American officials have not confirmed a major assault is near
against the insurgent bastions of Fallujah and neighboring Ramadi.
But Iraqi Prime Minister Ayad Allawi has warned Fallujah leaders
that force will be used if they do not hand over extremists,
including terror mastermind Abu Musab al-Zarqawi.
A similar escalation in U.S. military actions and Iraqi
government warnings occurred before a major offensive in Najaf
forced militiamen loyal to radical Shiite cleric Muqtada al-Sadr to
give up that holy city in late August. And U.S. and Iraqi troops
retook Samarra from insurgents early this month.
Now U.S. airstrikes on purported al-Zarqawi positions in three
neighborhoods of eastern and northern Fallujah, 40 miles west of
Baghdad, have increased. And residents reported this week that
Marines appeared to be reinforcing forward positions near key areas
of the city. Other military units are on the move, including 800
British soldiers headed north to the U.S.-controlled zone.
The goal of an attack would be to restore government control in
time for national elections by the end of January. However, an
all-out assault on the scale of April’s siege of Fallujah
would carry enormous risk — both political and military
— for the Americans and their Iraqi allies.
A series of policy mistakes by the U.S. military and the Bush
administration have transformed Fallujah from a shabby, dusty
backwater known regionally for mosques and tasty kebabs into a
symbol of Arab pride and defiance of the United States throughout
the Islamic world.
A videotape obtained yesterday by Associated Press Television
News featured a warning by masked gunmen that if Fallujah is
subjected to an all-out assault, they will strike “with
weapons and military tactics” that the Americans and their
allies “have not experienced before.”
Regardless of whether the threat was an empty boast, insurgents
elsewhere in Iraq could be expected to step up attacks to try to
relieve pressure on fighters in the Fallujah and Ramadi areas.
But the main problem an assault would pose for both the U.S.
military and Allawi’s government is political, such as a
widespread public backlash. A nationwide association of Sunni
clerics also has threatened to urge a boycott of the January
elections if U.S. forces storm Fallujah.
So Iraqi officials appear anxious to convince the public that
they have made every effort to solve the Fallujah crisis
peacefully.

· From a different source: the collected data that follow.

use async_trait::async_trait;
use uuid::Uuid;

use crate::models::failed_webhook::FailedWebhook;
use crate::models::provider::Provider;

#[async_trait]
pub trait FailedWebhookRepository: Send + Sync {
    async fn enqueue(
        &self,
        webhook_log_id: Option<Uuid>,
        source: Provider,
        payload: serde_json::Value,
        error: &str,
    ) -> Result<Uuid, sqlx::Error>;

    /// Claims rows whose exponential backoff window has elapsed, flipping
    /// them to `retrying` and bumping `retry_count`/`last_retry_at` in the
    /// same statement so concurrent workers never double-claim.
    async fn claim_due(
        &self,
        max_attempts: i32,
        backoff_base_secs: i64,
        limit: i64,
    ) -> Result<Vec<FailedWebhook>, sqlx::Error>;

    /// Manual-retry path: claim one row regardless of backoff schedule.
    /// Returns the row as claimed, or None if it is missing or resolved.
    async fn claim_one(&self, id: Uuid) -> Result<Option<FailedWebhook>, sqlx::Error>;

    async fn mark_resolved(&self, id: Uuid) -> Result<(), sqlx::Error>;

    /// Records another failed attempt without abandoning the row.
    async fn record_failure(&self, id: Uuid, error: &str) -> Result<(), sqlx::Error>;

    async fn mark_abandoned(&self, id: Uuid, error: &str) -> Result<(), sqlx::Error>;

    async fn list(&self, limit: i64, offset: i64) -> Result<Vec<FailedWebhook>, sqlx::Error>;
}
pub mod dedup;
pub mod event;
pub mod mapper;
pub mod normalizer;
pub mod pipeline;
pub mod state_machine;
pub mod admin;
pub mod webhooks;
use core::fmt;

use serde::{Deserialize, Serialize};
use sqlx::{prelude::Type, FromRow};
use time::OffsetDateTime;
use uuid::Uuid;

use crate::models::provider::Provider;
use crate::models::user::PlanType;

#[derive(Type, Debug, Deserialize, Serialize, PartialEq, Eq, Copy, Clone)]
#[sqlx(type_name = "subscription_status", rename_all = "lowercase")]
#[serde(rename_all = "lowercase")]
pub enum SubscriptionStatus {
    Active,
    Canceled,
    Expired,
    Refunded,
    Disputed,
}

impl SubscriptionStatus {
    pub fn as_str(&self) -> &'static str {
        match self {
            SubscriptionStatus::Active => "active",
            SubscriptionStatus::Canceled => "canceled",
            SubscriptionStatus::Expired => "expired",
            SubscriptionStatus::Refunded => "refunded",
            SubscriptionStatus::Disputed => "disputed",
        }
    }
}

impl fmt::Display for SubscriptionStatus {
    fn fmt(&self, f: &mut fmt::Formatter<'_>) -> fmt::Result {
        f.write_str(self.as_str())
    }
}

/// One subscription window per user. Status transitions are driven
/// exclusively by the webhook state machine; rows are retired by status,
/// never deleted.
#[derive(Debug, FromRow, Serialize, Deserialize, Clone)]
pub struct Subscription {
    pub id: Uuid,
    pub user_id: Uuid,
    pub plan_type: PlanType,
    pub status: SubscriptionStatus,
    #[serde(with = "time::serde::rfc3339")]
    pub start_date: OffsetDateTime,
    /// None for lifetime plans.
    #[serde(with = "time::serde::rfc3339::option")]
    pub end_date: Option<OffsetDateTime>,
    pub origin: Provider,
    pub transaction_id: Option<String>,
    pub last_event: String,
    #[serde(with = "time::serde::rfc3339")]
    pub created_at: OffsetDateTime,
    #[serde(with = "time::serde::rfc3339")]
    pub updated_at: OffsetDateTime,
}
use core::fmt;

use serde::{Deserialize, Serialize};
use sqlx::{prelude::Type, FromRow};
use time::OffsetDateTime;
use uuid::Uuid;

use crate::models::provider::Provider;

#[derive(Type, Debug, Deserialize, Serialize, PartialEq, Eq, Copy, Clone)]
#[sqlx(type_name = "webhook_status", rename_all = "lowercase")]
#[serde(rename_all = "lowercase")]
pub enum WebhookStatus {
    Received,
    Processed,
    Error,
}

impl fmt::Display for WebhookStatus {
    fn fmt(&self, f: &mut fmt::Formatter<'_>) -> fmt::Result {
        let s = match self {
            WebhookStatus::Received => "received",
            WebhookStatus::Processed => "processed",
            WebhookStatus::Error => "error",
        };
        write!(f, "{}", s)
    }
}

/// Append-only audit trail. One row per inbound delivery; after insertion
/// only the status, note and processed_at fields are ever touched.
#[derive(Debug, FromRow, Serialize, Deserialize, Clone)]
pub struct WebhookLogEntry {
    pub id: Uuid,
    pub provider: Provider,
    pub event_type: String,
    pub status: WebhookStatus,
    pub email: Option<String>,
    pub transaction_id: Option<String>,
    pub raw_payload: serde_json::Value,
    pub error_message: Option<String>,
    #[serde(with = "time::serde::rfc3339")]
    pub created_at: OffsetDateTime,
    #[serde(with = "time::serde::rfc3339::option")]
    pub processed_at: Option<OffsetDateTime>,
}

/// Insert shape for a freshly received delivery.
#[derive(Debug, Clone)]
pub struct NewWebhookLog {
    pub provider: Provider,
    pub event_type: String,
    pub email: Option<String>,
    pub transaction_id: Option<String>,
    pub raw_payload: serde_json::Value,
}
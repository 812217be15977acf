use std::env;

pub struct Config {
    pub database_url: String,
    pub frontend_origin: String,
    /// Shared secret required on admin endpoints via the X-Admin-Token header.
    pub admin_token: String,
    /// Plaintext starter password assigned to accounts provisioned from
    /// webhooks. Members are told to change it after first login.
    pub default_member_password: String,
    /// How long a downgraded member keeps premium after a terminal event.
    /// Zero downgrades immediately.
    pub grace_hours_after_expiration: i64,
    pub retry_max_attempts: i32,
    pub retry_backoff_base_secs: i64,
    pub retry_poll_interval_secs: u64,
    /// Hard ceiling on inline webhook processing before the provider gets
    /// its acknowledgment anyway.
    pub handler_timeout_secs: u64,
}

impl Config {
    pub fn from_env() -> Self {
        dotenv::dotenv().ok(); // Load .env file

        let database_url = env::var("DATABASE_URL").expect("DATABASE_URL must be set");

        let frontend_origin = env::var("FRONTEND_ORIGIN").expect("FRONTEND_ORIGIN must be set");

        let admin_token = env::var("ADMIN_TOKEN").expect("ADMIN_TOKEN must be set");

        let default_member_password =
            env::var("DEFAULT_MEMBER_PASSWORD").unwrap_or_else(|_| "mudar@123".to_string());

        Config {
            database_url,
            frontend_origin,
            admin_token,
            default_member_password,
            grace_hours_after_expiration: parsed_env("GRACE_HOURS_AFTER_EXPIRATION", 0),
            retry_max_attempts: parsed_env("RETRY_MAX_ATTEMPTS", 5),
            retry_backoff_base_secs: parsed_env("RETRY_BACKOFF_BASE_SECS", 60),
            retry_poll_interval_secs: parsed_env("RETRY_POLL_INTERVAL_SECS", 30),
            handler_timeout_secs: parsed_env("HANDLER_TIMEOUT_SECS", 10),
        }
    }
}

fn parsed_env<T: std::str::FromStr>(key: &str, default: T) -> T {
    env::var(key)
        .ok()
        .and_then(|v| v.parse::<T>().ok())
        .unwrap_or(default)
}
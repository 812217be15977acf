use core::fmt;

use serde::{Deserialize, Serialize};
use sqlx::{prelude::Type, FromRow};
use time::OffsetDateTime;
use uuid::Uuid;

use crate::models::provider::Provider;

#[derive(Type, Debug, Deserialize, Serialize, PartialEq, Eq, Copy, Clone)]
#[sqlx(type_name = "failed_webhook_status", rename_all = "lowercase")]
#[serde(rename_all = "lowercase")]
pub enum FailedWebhookStatus {
    Pending,
    Retrying,
    Resolved,
    Abandoned,
}

impl fmt::Display for FailedWebhookStatus {
    fn fmt(&self, f: &mut fmt::Formatter<'_>) -> fmt::Result {
        let s = match self {
            FailedWebhookStatus::Pending => "pending",
            FailedWebhookStatus::Retrying => "retrying",
            FailedWebhookStatus::Resolved => "resolved",
            FailedWebhookStatus::Abandoned => "abandoned",
        };
        write!(f, "{}", s)
    }
}

/// Dead-lettered delivery held for reprocessing. `webhook_log_id` is a weak
/// reference back to the audit row that recorded the original delivery.
#[derive(Debug, FromRow, Serialize, Deserialize, Clone)]
pub struct FailedWebhook {
    pub id: Uuid,
    pub webhook_log_id: Option<Uuid>,
    pub source: Provider,
    pub payload: serde_json::Value,
    pub error_message: String,
    pub retry_count: i32,
    #[serde(with = "time::serde::rfc3339::option")]
    pub last_retry_at: Option<OffsetDateTime>,
    pub status: FailedWebhookStatus,
    #[serde(with = "time::serde::rfc3339")]
    pub created_at: OffsetDateTime,
}
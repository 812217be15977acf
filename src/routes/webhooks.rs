use axum::{
    body::Bytes,
    extract::State,
    http::StatusCode,
    response::{IntoResponse, Response},
    Json,
};
use serde_json::json;
use std::time::Duration;
use tracing::warn;

use crate::models::provider::Provider;
use crate::state::AppState;
use crate::webhook::pipeline::{process_delivery, PipelineOutcome};

pub async fn hotmart_webhook(State(app_state): State<AppState>, body: Bytes) -> Response {
    handle(app_state, Provider::Hotmart, body).await
}

pub async fn doppus_webhook(State(app_state): State<AppState>, body: Bytes) -> Response {
    handle(app_state, Provider::Doppus, body).await
}

/// Providers treat non-200 answers (and slow answers) as failures and
/// redeliver, so every outcome is acknowledged with a 200. Processing runs
/// on its own task; if it outlives the deadline the provider is answered
/// anyway and the work finishes in the background.
async fn handle(app_state: AppState, provider: Provider, body: Bytes) -> Response {
    let deadline = Duration::from_secs(app_state.config.handler_timeout_secs);
    let task = tokio::spawn({
        let app_state = app_state.clone();
        async move { process_delivery(&app_state, provider, &body, None).await }
    });

    match tokio::time::timeout(deadline, task).await {
        Ok(Ok(outcome)) => respond(outcome),
        Ok(Err(join_err)) => {
            warn!(%provider, ?join_err, "webhook processing task panicked");
            (
                StatusCode::OK,
                Json(json!({ "success": false, "message": "internal error" })),
            )
                .into_response()
        }
        Err(_) => {
            warn!(%provider, "webhook processing exceeded the deadline; acknowledging anyway");
            (
                StatusCode::OK,
                Json(json!({ "success": true, "accepted": true, "message": "accepted for processing" })),
            )
                .into_response()
        }
    }
}

fn respond(outcome: PipelineOutcome) -> Response {
    let body = match outcome {
        PipelineOutcome::Processed => json!({ "success": true, "message": "processed" }),
        PipelineOutcome::Duplicate => {
            json!({ "success": true, "duplicate": true, "message": "duplicate delivery" })
        }
        PipelineOutcome::Ignored { reason } => {
            json!({ "success": true, "ignored": true, "message": reason })
        }
        PipelineOutcome::Rejected { error } => json!({ "success": false, "message": error }),
        PipelineOutcome::Failed { error } => json!({ "success": false, "message": error }),
    };
    (StatusCode::OK, Json(body)).into_response()
}
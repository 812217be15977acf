use tracing::warn;

use crate::db::product_mapping_repository::ProductMappingRepository;
use crate::models::provider::Provider;
use crate::models::user::PlanType;

/// Plan resolved for an event. `fallback` marks deliveries that matched no
/// mapping row and degraded to the zero-day trial.
#[derive(Debug, Clone, Copy, PartialEq, Eq)]
pub struct ResolvedPlan {
    pub plan_type: PlanType,
    pub duration_days: i32,
    pub fallback: bool,
}

impl ResolvedPlan {
    fn fallback() -> Self {
        ResolvedPlan {
            plan_type: PlanType::FreeTrial,
            duration_days: 0,
            fallback: true,
        }
    }
}

/// Resolution order: exact (product, offer) match, then the product's
/// NULL-offer default, then the global free-trial fallback. Never fails;
/// lookup errors degrade to the fallback so the pipeline always completes.
pub async fn resolve(
    repo: &dyn ProductMappingRepository,
    provider: Provider,
    product_id: Option<&str>,
    offer_code: Option<&str>,
) -> ResolvedPlan {
    let product_id = match product_id {
        Some(id) => id,
        None => {
            warn!(%provider, "event carries no product id; falling back to free trial");
            return ResolvedPlan::fallback();
        }
    };

    if let Some(offer) = offer_code {
        match repo.find_by_offer(provider, product_id, offer).await {
            Ok(Some(m)) => {
                return ResolvedPlan {
                    plan_type: m.plan_type,
                    duration_days: m.duration_days,
                    fallback: false,
                }
            }
            Ok(None) => {}
            Err(err) => {
                warn!(?err, %provider, product_id, offer, "mapping lookup failed; falling back");
                return ResolvedPlan::fallback();
            }
        }
    }

    match repo.find_default(provider, product_id).await {
        Ok(Some(m)) => ResolvedPlan {
            plan_type: m.plan_type,
            duration_days: m.duration_days,
            fallback: false,
        },
        Ok(None) => {
            warn!(
                %provider,
                product_id,
                offer = offer_code.unwrap_or("-"),
                "no product mapping found; falling back to free trial"
            );
            ResolvedPlan::fallback()
        }
        Err(err) => {
            warn!(?err, %provider, product_id, "mapping lookup failed; falling back");
            ResolvedPlan::fallback()
        }
    }
}
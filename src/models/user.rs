use core::fmt;

use serde::{Deserialize, Serialize};
use sqlx::{prelude::Type, FromRow};
use time::OffsetDateTime;

use crate::models::provider::Provider;

#[derive(Type, Debug, Deserialize, Serialize, PartialEq, Eq, Copy, Clone)]
#[sqlx(type_name = "access_level", rename_all = "lowercase")]
#[serde(rename_all = "lowercase")]
pub enum AccessLevel {
    Visitor,
    Free,
    Premium,
    Designer,
    Admin,
    Support,
}

impl fmt::Display for AccessLevel {
    fn fmt(&self, f: &mut fmt::Formatter<'_>) -> fmt::Result {
        let s = match self {
            AccessLevel::Visitor => "visitor",
            AccessLevel::Free => "free",
            AccessLevel::Premium => "premium",
            AccessLevel::Designer => "designer",
            AccessLevel::Admin => "admin",
            AccessLevel::Support => "support",
        };
        write!(f, "{}", s)
    }
}

#[derive(Type, Debug, Deserialize, Serialize, PartialEq, Eq, Copy, Clone)]
#[sqlx(type_name = "plan_type", rename_all = "lowercase")]
#[serde(rename_all = "lowercase")]
pub enum PlanType {
    None,
    #[sqlx(rename = "free_trial")]
    #[serde(rename = "free_trial")]
    FreeTrial,
    Monthly,
    Annual,
    Lifetime,
    Custom,
}

impl PlanType {
    pub fn as_str(&self) -> &'static str {
        match self {
            PlanType::None => "none",
            PlanType::FreeTrial => "free_trial",
            PlanType::Monthly => "monthly",
            PlanType::Annual => "annual",
            PlanType::Lifetime => "lifetime",
            PlanType::Custom => "custom",
        }
    }
}

impl fmt::Display for PlanType {
    fn fmt(&self, f: &mut fmt::Formatter<'_>) -> fmt::Result {
        f.write_str(self.as_str())
    }
}

/// Where a user's current subscription was granted from.
#[derive(Type, Debug, Deserialize, Serialize, PartialEq, Eq, Copy, Clone)]
#[sqlx(type_name = "subscription_source", rename_all = "lowercase")]
#[serde(rename_all = "lowercase")]
pub enum SubscriptionSource {
    Manual,
    Hotmart,
    Doppus,
}

impl From<Provider> for SubscriptionSource {
    fn from(p: Provider) -> Self {
        match p {
            Provider::Hotmart => SubscriptionSource::Hotmart,
            Provider::Doppus => SubscriptionSource::Doppus,
        }
    }
}

#[derive(Debug, FromRow, Serialize, Deserialize, Clone)]
pub struct User {
    pub id: uuid::Uuid,
    pub email: String,
    pub username: String,
    pub name: String,
    #[serde(skip_serializing)]
    pub password_hash: String,
    pub access_level: AccessLevel,
    pub plan_type: PlanType,
    pub subscription_source: Option<SubscriptionSource>,
    #[serde(with = "time::serde::rfc3339::option")]
    pub subscription_started_at: Option<OffsetDateTime>,
    #[serde(with = "time::serde::rfc3339::option")]
    pub subscription_expires_at: Option<OffsetDateTime>,
    pub is_active: bool,
    #[serde(with = "time::serde::rfc3339")]
    pub created_at: OffsetDateTime,
}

The government spin is that the people of Fallujah are
held as virtual hostages of armed foreign terrorists. Although
Fallujah leaders insist there are no more than a few foreign
fighters in the city, Arab journalists who have visited say they
heard non-Iraqi accents at some checkpoints.
U.S. and Iraqi officials hope the Iraqi people are so fed up
with suicide attacks, assassinations and kidnappings — many
of them believed orchestrated from Fallujah and Ramadi — that
they will acquiesce to the use of force.
“There are terror groups in this city who are taking human
shields,” Iraq’s deputy prime minister for national
security, Barham Saleh, said yesterday, referring to Fallujah.
“We are working hard to rid the people of Fallujah of them
and to let security and stability prevail across Iraq.”